Segment Open

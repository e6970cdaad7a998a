//! Helpers for extracting values from KDL nodes.

use kdl::KdlNode;

pub(crate) fn get_first_string_arg(node: &KdlNode) -> Option<String> {
    node.entries()
        .iter()
        .find(|e| e.name().is_none())
        .and_then(|e| e.value().as_string())
        .map(|s| s.to_string())
}

pub(crate) fn get_all_string_args(node: &KdlNode) -> Vec<String> {
    node.entries()
        .iter()
        .filter(|e| e.name().is_none())
        .filter_map(|e| e.value().as_string())
        .map(|s| s.to_string())
        .collect()
}

pub(crate) fn get_first_integer_arg(node: &KdlNode) -> Option<i128> {
    node.entries()
        .iter()
        .find(|e| e.name().is_none())
        .and_then(|e| e.value().as_integer())
}

pub(crate) fn get_string_prop(node: &KdlNode, name: &str) -> Option<String> {
    node.get(name)
        .and_then(|v| v.as_string())
        .map(|s| s.to_string())
}

pub(crate) fn get_string_list_prop(node: &KdlNode, name: &str) -> Vec<String> {
    let mut result = Vec::new();

    // Repeated attributes, e.g. after="a" after="b"
    for entry in node.entries() {
        if let Some(entry_name) = entry.name() {
            if entry_name.value() == name {
                if let Some(s) = entry.value().as_string() {
                    result.push(s.to_string());
                }
            }
        }
    }

    if !result.is_empty() {
        return result;
    }

    // Block syntax
    if let Some(children) = node.children() {
        for child in children.nodes() {
            if child.name().value() == name {
                return get_all_string_args(child);
            }
        }
    }

    Vec::new()
}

Segment Closed

What you return must be the lines from the line holding "if entry_name.value() == name" through the final line of the material, word for word, and nothing more.

WORKED SOLUTION
            if entry_name.value() == name {
                if let Some(s) = entry.value().as_string() {
                    result.push(s.to_string());
                }
            }
        }
    }

    if !result.is_empty() {
        return result;
    }

    // Block syntax
    if let Some(children) = node.children() {
        for child in children.nodes() {
            if child.name().value() == name {
                return get_all_string_args(child);
            }
        }
    }

    Vec::new()
}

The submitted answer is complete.